-- EXERCISE INSTRUCTIONS --
Each record should be written out exactly as it stands.

-- SUPPLIED RECORDS --
····················

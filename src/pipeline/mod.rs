// Data processing pipeline: ingestion, processing, CSV output and storage

pub mod csv_out;
pub mod ingestion;
pub mod processing;
pub mod storage;

use crate::config::Config;
use crate::error::Result;
use crate::metrics::time_stage;
use crate::types::{FieldRecord, RecordSequence};
use chrono::{DateTime, Utc};
use processing::{normalize_line_breaks, Extractor};
use serde::Serialize;
use std::path::PathBuf;
use storage::RecordStore;
use tracing::{info, info_span, instrument};

/// Result of a complete pipeline run
#[derive(Debug, Clone, Serialize)]
pub struct PipelineResult {
    pub input_file: PathBuf,
    pub records_found: usize,
    pub csv_file: PathBuf,
    pub csv_rows_written: usize,
    /// `None` for dry runs that never touched a store
    pub store: Option<String>,
    pub rows_inserted: usize,
    pub started_at: DateTime<Utc>,
    pub finished_at: DateTime<Utc>,
}

/// Load → normalize → extract → CSV → bulk insert, in one sequential pass.
pub struct Pipeline {
    config: Config,
    extractor: Extractor,
}

impl Pipeline {
    pub fn new(config: Config) -> Result<Self> {
        let extractor = Extractor::new(config.input.delimiter)?;
        Ok(Self { config, extractor })
    }

    pub fn config(&self) -> &Config {
        &self.config
    }

    /// Reads and extracts the configured input file.
    pub fn extract_records(&self) -> Result<RecordSequence> {
        let blob = {
            let _span = info_span!("load").entered();
            let _timing = time_stage("load");
            ingestion::load_source(&self.config.input.path)?
        };
        let _span = info_span!("extract").entered();
        let _timing = time_stage("extract");
        // The raw blob is dropped here; only the normalized copy is scanned
        let normalized = normalize_line_breaks(&blob);
        drop(blob);
        Ok(self.extractor.extract(&normalized))
    }

    /// Runs every stage except the store insert.
    #[instrument(skip_all, fields(input = %self.config.input.path.display()))]
    pub fn extract_only(&self) -> Result<PipelineResult> {
        let started_at = Utc::now();
        let records = self.extract_records()?;
        let csv_rows_written = self.write_csv(&records)?;
        Ok(PipelineResult {
            input_file: self.config.input.path.clone(),
            records_found: records.len(),
            csv_file: self.config.output.path.clone(),
            csv_rows_written,
            store: None,
            rows_inserted: 0,
            started_at,
            finished_at: Utc::now(),
        })
    }

    /// Runs the full pipeline, opening the store only once the CSV is written.
    ///
    /// The store is dropped, closing its connection, before this returns.
    #[instrument(skip_all, fields(input = %self.config.input.path.display()))]
    pub fn run<S, F>(&self, connect: F) -> Result<PipelineResult>
    where
        S: RecordStore,
        F: FnOnce(&Config) -> Result<S>,
    {
        let started_at = Utc::now();
        info!("Starting pipeline");
        let records = self.extract_records()?;
        let csv_rows_written = self.write_csv(&records)?;
        let mut store = connect(&self.config)?;
        self.load_store(&records, csv_rows_written, &mut store, started_at)
    }

    /// Runs the full pipeline against an already open `store`.
    ///
    /// Any failure aborts the run; nothing is retried. The CSV file is written
    /// before the insert, so a rejected batch still leaves the CSV behind.
    #[instrument(skip_all, fields(input = %self.config.input.path.display(), store = %store.describe()))]
    pub fn run_with_store(&self, store: &mut dyn RecordStore) -> Result<PipelineResult> {
        let started_at = Utc::now();
        info!("Starting pipeline");
        let records = self.extract_records()?;
        let csv_rows_written = self.write_csv(&records)?;
        self.load_store(&records, csv_rows_written, store, started_at)
    }

    fn load_store<S: RecordStore + ?Sized>(
        &self,
        records: &[FieldRecord],
        csv_rows_written: usize,
        store: &mut S,
        started_at: DateTime<Utc>,
    ) -> Result<PipelineResult> {
        let rows_inserted = {
            let _span = info_span!("load_store").entered();
            let _timing = time_stage("load_store");
            store.insert_batch(records)?
        };

        info!(
            "Pipeline finished records={} csv_rows={} inserted={}",
            records.len(),
            csv_rows_written,
            rows_inserted
        );
        Ok(PipelineResult {
            input_file: self.config.input.path.clone(),
            records_found: records.len(),
            csv_file: self.config.output.path.clone(),
            csv_rows_written,
            store: Some(store.describe()),
            rows_inserted,
            started_at,
            finished_at: Utc::now(),
        })
    }

    fn write_csv(&self, records: &[FieldRecord]) -> Result<usize> {
        let _span = info_span!("write_csv").entered();
        let _timing = time_stage("write_csv");
        csv_out::write_records_csv(records, &self.config.output.path)
    }
}
// Pipeline processing: line normalization and field extraction

pub mod extract;
pub mod normalize;

pub use extract::Extractor;
pub use normalize::normalize_line_breaks;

····················

-- RESULT OF THIS EXERCISE --
filename src/pipeline/mod.rs
// Data processing pipeline: ingestion, processing, CSV output and storage

pub mod csv_out;
pub mod ingestion;
pub mod processing;
pub mod storage;

use crate::config::Config;
use crate::error::Result;
use crate::metrics::time_stage;
use crate::types::{FieldRecord, RecordSequence};
use chrono::{DateTime, Utc};
use processing::{normalize_line_breaks, Extractor};
use serde::Serialize;
use std::path::PathBuf;
use storage::RecordStore;
use tracing::{info, info_span, instrument};

/// Result of a complete pipeline run
#[derive(Debug, Clone, Serialize)]
pub struct PipelineResult {
    pub input_file: PathBuf,
    pub records_found: usize,
    pub csv_file: PathBuf,
    pub csv_rows_written: usize,
    /// `None` for dry runs that never touched a store
    pub store: Option<String>,
    pub rows_inserted: usize,
    pub started_at: DateTime<Utc>,
    pub finished_at: DateTime<Utc>,
}

/// Load → normalize → extract → CSV → bulk insert, in one sequential pass.
pub struct Pipeline {
    config: Config,
    extractor: Extractor,
}

impl Pipeline {
    pub fn new(config: Config) -> Result<Self> {
        let extractor = Extractor::new(config.input.delimiter)?;
        Ok(Self { config, extractor })
    }

    pub fn config(&self) -> &Config {
        &self.config
    }

    /// Reads and extracts the configured input file.
    pub fn extract_records(&self) -> Result<RecordSequence> {
        let blob = {
            let _span = info_span!("load").entered();
            let _timing = time_stage("load");
            ingestion::load_source(&self.config.input.path)?
        };
        let _span = info_span!("extract").entered();
        let _timing = time_stage("extract");
        // The raw blob is dropped here; only the normalized copy is scanned
        let normalized = normalize_line_breaks(&blob);
        drop(blob);
        Ok(self.extractor.extract(&normalized))
    }

    /// Runs every stage except the store insert.
    #[instrument(skip_all, fields(input = %self.config.input.path.display()))]
    pub fn extract_only(&self) -> Result<PipelineResult> {
        let started_at = Utc::now();
        let records = self.extract_records()?;
        let csv_rows_written = self.write_csv(&records)?;
        Ok(PipelineResult {
            input_file: self.config.input.path.clone(),
            records_found: records.len(),
            csv_file: self.config.output.path.clone(),
            csv_rows_written,
            store: None,
            rows_inserted: 0,
            started_at,
            finished_at: Utc::now(),
        })
    }

    /// Runs the full pipeline, opening the store only once the CSV is written.
    ///
    /// The store is dropped, closing its connection, before this returns.
    #[instrument(skip_all, fields(input = %self.config.input.path.display()))]
    pub fn run<S, F>(&self, connect: F) -> Result<PipelineResult>
    where
        S: RecordStore,
        F: FnOnce(&Config) -> Result<S>,
    {
        let started_at = Utc::now();
        info!("Starting pipeline");
        let records = self.extract_records()?;
        let csv_rows_written = self.write_csv(&records)?;
        let mut store = connect(&self.config)?;
        self.load_store(&records, csv_rows_written, &mut store, started_at)
    }

    /// Runs the full pipeline against an already open `store`.
    ///
    /// Any failure aborts the run; nothing is retried. The CSV file is written
    /// before the insert, so a rejected batch still leaves the CSV behind.
    #[instrument(skip_all, fields(input = %self.config.input.path.display(), store = %store.describe()))]
    pub fn run_with_store(&self, store: &mut dyn RecordStore) -> Result<PipelineResult> {
        let started_at = Utc::now();
        info!("Starting pipeline");
        let records = self.extract_records()?;
        let csv_rows_written = self.write_csv(&records)?;
        self.load_store(&records, csv_rows_written, store, started_at)
    }

    fn load_store<S: RecordStore + ?Sized>(
        &self,
        records: &[FieldRecord],
        csv_rows_written: usize,
        store: &mut S,
        started_at: DateTime<Utc>,
    ) -> Result<PipelineResult> {
        let rows_inserted = {
            let _span = info_span!("load_store").entered();
            let _timing = time_stage("load_store");
            store.insert_batch(records)?
        };

        info!(
            "Pipeline finished records={} csv_rows={} inserted={}",
            records.len(),
            csv_rows_written,
            rows_inserted
        );
        Ok(PipelineResult {
            input_file: self.config.input.path.clone(),
            records_found: records.len(),
            csv_file: self.config.output.path.clone(),
            csv_rows_written,
            store: Some(store.describe()),
            rows_inserted,
            started_at,
            finished_at: Utc::now(),
        })
    }

    fn write_csv(&self, records: &[FieldRecord]) -> Result<usize> {
        let _span = info_span!("write_csv").entered();
        let _timing = time_stage("write_csv");
        csv_out::write_records_csv(records, &self.config.output.path)
    }
}
// Pipeline processing: line normalization and field extraction

pub mod extract;
pub mod normalize;

pub use extract::Extractor;
pub use normalize::normalize_line_breaks;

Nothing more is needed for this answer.